Patrick Chovanec, CPA

Economic Advisor

The U.S. economy keeps chugging along, with corporate earnings growth buoyant and inflation moderate. Overseas, the picture is less encouraging. While the S&P 500 delivered total returns of +10.6% in the first nine months of this year, China is in a bear market, and MSCI indices for Europe and Emerging Markets are both in negative territory. This divergence in global markets poses potential risks and opportunities for investors.

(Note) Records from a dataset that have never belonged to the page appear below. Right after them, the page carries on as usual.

//! Names for well-known OIDs.
//!
//! A small fixed table used to annotate output and to accept names on the
//! command line. This is not MIB support.

use crate::Oid;
use crate::varbind::sanitize_oid_text;

static WELL_KNOWN_OIDS: &[(&[u32], &str)] = &[
    // SNMPv2-MIB::system
    (&[1, 3, 6, 1, 2, 1, 1], "system"),
    (&[1, 3, 6, 1, 2, 1, 1, 1], "sysDescr"),
    (&[1, 3, 6, 1, 2, 1, 1, 2], "sysObjectID"),
    (&[1, 3, 6, 1, 2, 1, 1, 3], "sysUpTime"),
    (&[1, 3, 6, 1, 2, 1, 1, 4], "sysContact"),
    (&[1, 3, 6, 1, 2, 1, 1, 5], "sysName"),
    (&[1, 3, 6, 1, 2, 1, 1, 6], "sysLocation"),
    (&[1, 3, 6, 1, 2, 1, 1, 7], "sysServices"),
    // IF-MIB::interfaces
    (&[1, 3, 6, 1, 2, 1, 2], "interfaces"),
    (&[1, 3, 6, 1, 2, 1, 2, 1], "ifNumber"),
    (&[1, 3, 6, 1, 2, 1, 2, 2], "ifTable"),
    (&[1, 3, 6, 1, 2, 1, 2, 2, 1], "ifEntry"),
    (&[1, 3, 6, 1, 2, 1, 2, 2, 1, 1], "ifIndex"),
    (&[1, 3, 6, 1, 2, 1, 2, 2, 1, 2], "ifDescr"),
    (&[1, 3, 6, 1, 2, 1, 2, 2, 1, 3], "ifType"),
    (&[1, 3, 6, 1, 2, 1, 2, 2, 1, 4], "ifMtu"),
    (&[1, 3, 6, 1, 2, 1, 2, 2, 1, 5], "ifSpeed"),
    (&[1, 3, 6, 1, 2, 1, 2, 2, 1, 6], "ifPhysAddress"),
    (&[1, 3, 6, 1, 2, 1, 2, 2, 1, 7], "ifAdminStatus"),
    (&[1, 3, 6, 1, 2, 1, 2, 2, 1, 8], "ifOperStatus"),
    (&[1, 3, 6, 1, 2, 1, 2, 2, 1, 10], "ifInOctets"),
    (&[1, 3, 6, 1, 2, 1, 2, 2, 1, 16], "ifOutOctets"),
    // IF-MIB::ifXTable
    (&[1, 3, 6, 1, 2, 1, 31, 1, 1, 1, 1], "ifName"),
    (&[1, 3, 6, 1, 2, 1, 31, 1, 1, 1, 6], "ifHCInOctets"),
    (&[1, 3, 6, 1, 2, 1, 31, 1, 1, 1, 10], "ifHCOutOctets"),
    (&[1, 3, 6, 1, 2, 1, 31, 1, 1, 1, 18], "ifAlias"),
];

/// Name an OID by its longest well-known prefix.
///
/// The unmatched arcs are kept as a dotted suffix, so
/// `1.3.6.1.2.1.2.2.1.2.3` is `ifDescr.3`.
pub fn lookup(oid: &Oid) -> Option<String> {
    let arcs = oid.arcs();
    let (prefix, name) = WELL_KNOWN_OIDS
        .iter()
        .filter(|(prefix, _)| arcs.starts_with(prefix))
        .max_by_key(|(prefix, _)| prefix.len())?;

    let mut hint = (*name).to_string();
    for arc in &arcs[prefix.len()..] {
        hint.push('.');
        hint.push_str(&arc.to_string());
    }
    Some(hint)
}

/// Parse a command-line OID: dotted digits, or a well-known name with an
/// optional dotted suffix (`sysDescr.0`, `ifDescr.3`, `system`).
pub fn parse_oid(s: &str) -> Result<Oid, String> {
    let text = sanitize_oid_text(s);

    if text.starts_with(|c: char| c.is_ascii_digit()) {
        return Oid::parse(&text).map_err(|e| format!("invalid OID '{}': {}", s, e));
    }

    let (name, suffix) = match text.split_once('.') {
        Some((name, suffix)) => (name, Some(suffix)),
        None => (text.as_str(), None),
    };

    let (arcs, _) = WELL_KNOWN_OIDS
        .iter()
        .find(|(_, known)| known.eq_ignore_ascii_case(name))
        .ok_or_else(|| {
            format!(
                "unknown OID name '{}'; use dotted notation (e.g. 1.3.6.1.2.1.1.1.0)",
                s
            )
        })?;

    let base = Oid::from_slice(arcs);
    match suffix {
        Some(suffix) => {
            let suffix = Oid::parse(suffix).map_err(|e| format!("invalid OID '{}': {}", s, e))?;
            Ok(base.join(&suffix))
        }
        None => Ok(base),
    }
}
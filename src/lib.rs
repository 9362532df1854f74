//! Async SNMPv1/v2c request sessions with typed variable bindings.
//!
//! A [`Session`] sends GET, GETNEXT, GETBULK and SET requests to one agent
//! and returns a [`VarBindList`]. Every binding carries a [`TypedValue`]: the
//! agent's value as text together with its [`SnmpType`], converted to a
//! native integer on demand. Walks ([`Walk`], [`BulkWalk`]) are lazy
//! streams over a subtree.
//!
//! ```rust,no_run
//! use typed_snmp::{oid, Session};
//!
//! # async fn example() -> typed_snmp::Result<()> {
//! let session = Session::v2c("192.168.1.1:161")
//!     .community(b"public")
//!     .connect()
//!     .await?;
//!
//! let uptime = session.get(&[oid!(1, 3, 6, 1, 2, 1, 1, 3, 0)]).await?;
//! println!("{}", uptime[0]);
//!
//! let interfaces = session
//!     .walk(oid!(1, 3, 6, 1, 2, 1, 2, 2, 1, 2))
//!     .collect_all()
//!     .await?;
//! for vb in &interfaces {
//!     println!("ifDescr.{} = {}", vb.oid_index(), vb.value().raw());
//! }
//! # Ok(())
//! # }
//! ```
//!
//! # Logging
//!
//! The crate emits [`tracing`] events and never installs a subscriber.
//! Fields use an `snmp.` prefix:
//!
//! | Field | Meaning |
//! |-------|---------|
//! | `snmp.target` | agent address |
//! | `snmp.request_id` | request-id of the exchange |
//! | `snmp.pdu_type` | request PDU kind |
//! | `snmp.varbind_count` | bindings sent or received |
//! | `snmp.error_status` / `snmp.error_index` | agent-reported error |
//! | `snmp.max_repetitions` | GETBULK page size |
//! | `snmp.root_oid` | walk root |
//! | `snmp.bytes` | datagram size |
//! | `snmp.timeout_ms` | receive deadline |

#![allow(clippy::result_large_err)]

pub mod ber;
pub mod codec;
pub mod error;
pub mod message;
pub mod oid;
pub mod pdu;
pub mod prelude;
pub mod session;
pub mod transport;
pub mod typed;
pub mod value;
pub mod varbind;
pub mod varbind_list;
pub mod version;

#[cfg(feature = "cli")]
pub mod cli;

pub(crate) mod util;

pub use error::{Error, ErrorStatus, Result};
pub use oid::Oid;
pub use session::{BulkWalk, Session, SessionConfig, Walk, WalkMode, WalkStream};
pub use transport::{Transport, UdpTransport};
pub use typed::{NativeValue, SnmpType, TypedValue};
pub use value::Value;
pub use varbind::VarBind;
pub use varbind_list::VarBindList;
pub use version::Version;
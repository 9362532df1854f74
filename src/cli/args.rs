//! Shared command-line arguments.

use std::net::SocketAddr;
use std::time::Duration;

use clap::{Args, ValueEnum};

use crate::session::{Session, WalkMode, resolve_target};
use crate::transport::UdpTransport;
use crate::version::Version;

/// `-v` values.
#[derive(Debug, Clone, Copy, Default, PartialEq, Eq, ValueEnum)]
pub enum SnmpVersion {
    #[value(name = "1")]
    V1,
    #[default]
    #[value(name = "2c")]
    V2c,
}

impl From<SnmpVersion> for Version {
    fn from(v: SnmpVersion) -> Self {
        match v {
            SnmpVersion::V1 => Version::V1,
            SnmpVersion::V2c => Version::V2c,
        }
    }
}

/// Agent and session options.
#[derive(Debug, Args)]
pub struct CommonArgs {
    /// Agent address: host, host:port or [v6]:port (port defaults to 161).
    #[arg(value_name = "TARGET")]
    pub target: String,

    /// SNMP version.
    #[arg(short = 'v', long = "snmp-version", value_enum, default_value_t = SnmpVersion::V2c)]
    pub snmp_version: SnmpVersion,

    /// Community string.
    #[arg(short = 'c', long, default_value = "public")]
    pub community: String,

    /// Response timeout in seconds.
    #[arg(short = 't', long, default_value_t = 5.0)]
    pub timeout: f64,
}

impl CommonArgs {
    pub fn target_addr(&self) -> crate::Result<SocketAddr> {
        resolve_target(&self.target)
    }

    /// The timeout, or an error message for negative or non-finite input.
    pub fn timeout_duration(&self) -> Result<Duration, String> {
        Duration::try_from_secs_f64(self.timeout)
            .map_err(|e| format!("invalid timeout '{}': {}", self.timeout, e))
    }

    pub fn version(&self) -> Version {
        self.snmp_version.into()
    }

    /// Open a UDP session to the target.
    pub async fn connect(
        &self,
        timeout: Duration,
        max_repetitions: i32,
    ) -> crate::Result<Session<UdpTransport>> {
        let community = self.community.as_bytes();
        match self.snmp_version {
            SnmpVersion::V1 => {
                Session::v1(&self.target)
                    .community(community)
                    .timeout(timeout)
                    .max_repetitions(max_repetitions)
                    .connect()
                    .await
            }
            SnmpVersion::V2c => {
                Session::v2c(&self.target)
                    .community(community)
                    .timeout(timeout)
                    .max_repetitions(max_repetitions)
                    .connect()
                    .await
            }
        }
    }
}

/// Output format.
#[derive(Debug, Clone, Copy, Default, PartialEq, Eq, ValueEnum)]
pub enum OutputFormat {
    /// `OID = TYPE: value` lines.
    #[default]
    Human,
    /// Pretty-printed JSON with native values.
    Json,
    /// `OID<TAB>value` lines.
    Raw,
}

/// Output and diagnostics options.
#[derive(Debug, Args)]
pub struct OutputArgs {
    /// Output format.
    #[arg(short = 'O', long = "output", value_enum, default_value_t = OutputFormat::Human)]
    pub format: OutputFormat,

    /// Do not annotate well-known OIDs with names.
    #[arg(long)]
    pub no_hints: bool,

    /// Print elapsed time.
    #[arg(long)]
    pub timing: bool,

    /// Describe the request and response on stderr.
    #[arg(long)]
    pub verbose: bool,

    /// Enable debug logging.
    #[arg(short = 'd', long)]
    pub debug: bool,
}

impl OutputArgs {
    /// Install the stderr log subscriber.
    ///
    /// `RUST_LOG` wins over `-d` and `--verbose`.
    pub fn init_tracing(&self) {
        use tracing_subscriber::EnvFilter;

        let default = if self.debug {
            "typed_snmp=debug"
        } else if self.verbose {
            "typed_snmp=info"
        } else {
            "warn"
        };
        let filter =
            EnvFilter::try_from_default_env().unwrap_or_else(|_| EnvFilter::new(default));

        tracing_subscriber::fmt()
            .with_env_filter(filter)
            .with_writer(std::io::stderr)
            .with_target(false)
            .init();
    }
}

/// Walk options.
#[derive(Debug, Args)]
pub struct WalkArgs {
    /// Use GETNEXT even on v2c.
    #[arg(long)]
    pub getnext: bool,

    /// GETBULK page size.
    #[arg(
        short = 'r',
        long,
        default_value_t = 10,
        value_parser = clap::value_parser!(i32).range(0..)
    )]
    pub max_repetitions: i32,

    /// Stop after this many bindings per subtree.
    #[arg(long)]
    pub limit: Option<usize>,
}

impl WalkArgs {
    pub fn mode(&self) -> WalkMode {
        if self.getnext {
            WalkMode::GetNext
        } else {
            WalkMode::Auto
        }
    }
}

An essential part of my job is to get out from behind my desk and understand what’s happening in the world, visiting companies, meeting with policy makers, and just getting a ground-level view of what the real economy is like. “Better to see something once,” the proverb goes, “than hear about it a thousand times.” My recent experiences abroad have driven home at least five key observations that help inform our outlook as investors: 1) the necessity of going against sentiment, when the facts say it’s wrong; 2) the potential and pitfalls of investment for unlocking growth; 3) the stresses that mass migration is placing on the global economy; 4) the return of geopolitical conflict as a central investor concern; and 5) the value of seeking out diversified risk.

Sentiment

Forget about making your flight. Angry protestors have blocked the highway to the airport with barricades of burning tires, backing up traffic all the way to the gridlocked center of Buenos Aires. Every school in the country is on strike, and earlier this week, demonstrators were hurling Molotov cocktails at the Casa Rosada, the country’s presidential palace. They’re determined to stop the same market reforms that have attracted so much attention and enthusiasm among foreign investors, dead in their tracks. Welcome to Argentina.

In March 2017, investors were coming back to Argentina, hopeful that the financially troubled country had finally turned the corner. After defaulting on its debt in 2001, the country’s populist president imposed capital controls, and MSCI dropped it entirely from its benchmark Emerging Markets stock index. Now Argentina had elected a new president with a pro-market reform agenda, come to terms with its bondholders, and successfully issued new bonds. In the previous 12 months, its stock market had soared +45%.

On the ground, however, it was clear there was far from smooth sailing ahead. The same was true for neighboring Brazil, where stocks had bounced back strongly after the populist (but deeply unpopular) President Dilma Rousseff was ousted in August 2016, following a massive corruption scandal. The same crackdown that brought down “Dilma”, however, barred all of Brazil’s largest construction companies from working on public works contracts—at a time when the country desperately needed to invest in developing infrastructure. The collapse in global oil prices also undercut Brazil’s plans to tap newly-discovered offshore oil reserves—the anticipated revenues of which, in large part, it had already spent. On closer examination, the road ahead for both Brazil and Argentina was going to be uncertain and difficult—but for the moment, markets didn’t want to hear that. Optimism was riding high.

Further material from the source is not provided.